2. Use an older version of Windows. If you want to use old hardware or software, odds are you will get the best experience with whatever version of Windows they were developed/tested against. You have to accept the lack of support for modern software, and you will need to take appropriate security measures such as not connecting it to the internet - but at the same time, it's unlikely that your Windows 98 retro gaming rig is your only computer, so that's probably an acceptable tradeoff.
3. Run WINE on top of Linux (or some other mature open source operating system). This might not be a good solution for the average person, but ticks the box for people who feel strongly pro-open source, or anti-Microsoft. Since Windows compatibility is dictated by Windows' libraries and frameworks and not the kernel, compatibility is likely to be comparable to ReactOS.

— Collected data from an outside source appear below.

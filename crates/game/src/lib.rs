pub mod net;
pub mod simulation;
pub mod snapshot;

pub use net::{
    AckMessage, ClientConnection, ConnectionManager, ConnectionState, DEFAULT_PORT,
    DEFAULT_TICK_RATE, InputMessage, NetEntityState, NetworkEndpoint, NetworkSimulator,
    NetworkStats, Packet, PacketError, PacketHeader, PacketLossSimulation, PacketType,
    ReliableChannel, ReliableMessage, ReliableReceiver, ReplicatedState, SnapshotMessage,
    SpawnMessage,
};
pub use simulation::{
    Buttons, CommandBuffer, EntityState, FixedTimestep, InputCommand, SimulationLoop, TickOutput,
    step,
};
pub use snapshot::{
    Authority, DroneData, Entity, EntityKind, InterpolationBuffer, PlayerData, Replicable,
    Snapshot, World,
};
//! Client for the OCR microservice.
//!
//! The service takes an image URL and answers with the recognised text. Every
//! failure mode is reported as `AppError::TranscriptionUnavailable`.

use std::time::Duration;

use reqwest::Client;
use serde::{Deserialize, Serialize};

use crate::errors::AppError;

#[derive(Debug, Serialize)]
struct OcrRequest<'a> {
    image: &'a str,
}

#[derive(Debug, Deserialize)]
struct OcrResponse {
    #[serde(default)]
    text: Option<String>,
}

/// HTTP client for `POST {base_url}/ocr`.
#[derive(Clone)]
pub struct OcrClient {
    client: Client,
    endpoint: String,
}

impl OcrClient {
    /// Build a client with an explicit per-request timeout.
    pub fn new(base_url: &str, timeout: Duration) -> Result<Self, AppError> {
        let client = Client::builder()
            .timeout(timeout)
            .build()
            .map_err(|e| AppError::Internal(format!("Failed to build OCR client: {}", e)))?;
        Ok(Self {
            client,
            endpoint: format!("{}/ocr", base_url.trim_end_matches('/')),
        })
    }

    /// Transcribe the image at `image_url`. An image without text yields `""`.
    pub async fn transcribe(&self, image_url: &str) -> Result<String, AppError> {
        let response = self
            .client
            .post(&self.endpoint)
            .json(&OcrRequest { image: image_url })
            .send()
            .await?;

        let status = response.status();
        if !status.is_success() {
            let body = response.text().await.unwrap_or_default();
            tracing::warn!(%status, body = %body, "OCR service rejected request");
            return Err(AppError::TranscriptionUnavailable(format!(
                "OCR service answered with status {}",
                status
            )));
        }

        let payload: OcrResponse = response.json().await?;
        let text = payload.text.unwrap_or_default();
        tracing::debug!(chars = text.len(), "Image transcribed");
        Ok(text)
    }
}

I am not saying that this covers every possible use case for ReactOS, but I would posit it covers enough that the majority of people who might contribute or invest into ReactOS will instead pick one of the above options and invest their time and energy elsewhere.
Sigh, I hate to agree with you. On a slight tangent, I was exploring what file system I could use safely with different OSes, so that I could keep my personal data on it and access (or add to it) from other OSes, and incredibly NTFS is the only feature rich cross-platform filesystem that works reliably on all the major OSes! None of the open source solutions - ZFS, Btrfs, Ext etc. work reliably on other OSes (many solutions to make them cross-platform or still in beta, for years now). It's the Windows effect - open source developers are putting so much effort into supporting windows tech because of it's popularity, that unknowingly they are also helping it make even more entrenched, to the detriment of better open source solutions.
IIRC ReactOS uses and contributes heavily to WINE. So in many ways your #3 isn't far from using ReactOS, and if done correctly it'll be friendlier for the average person than Linux itself.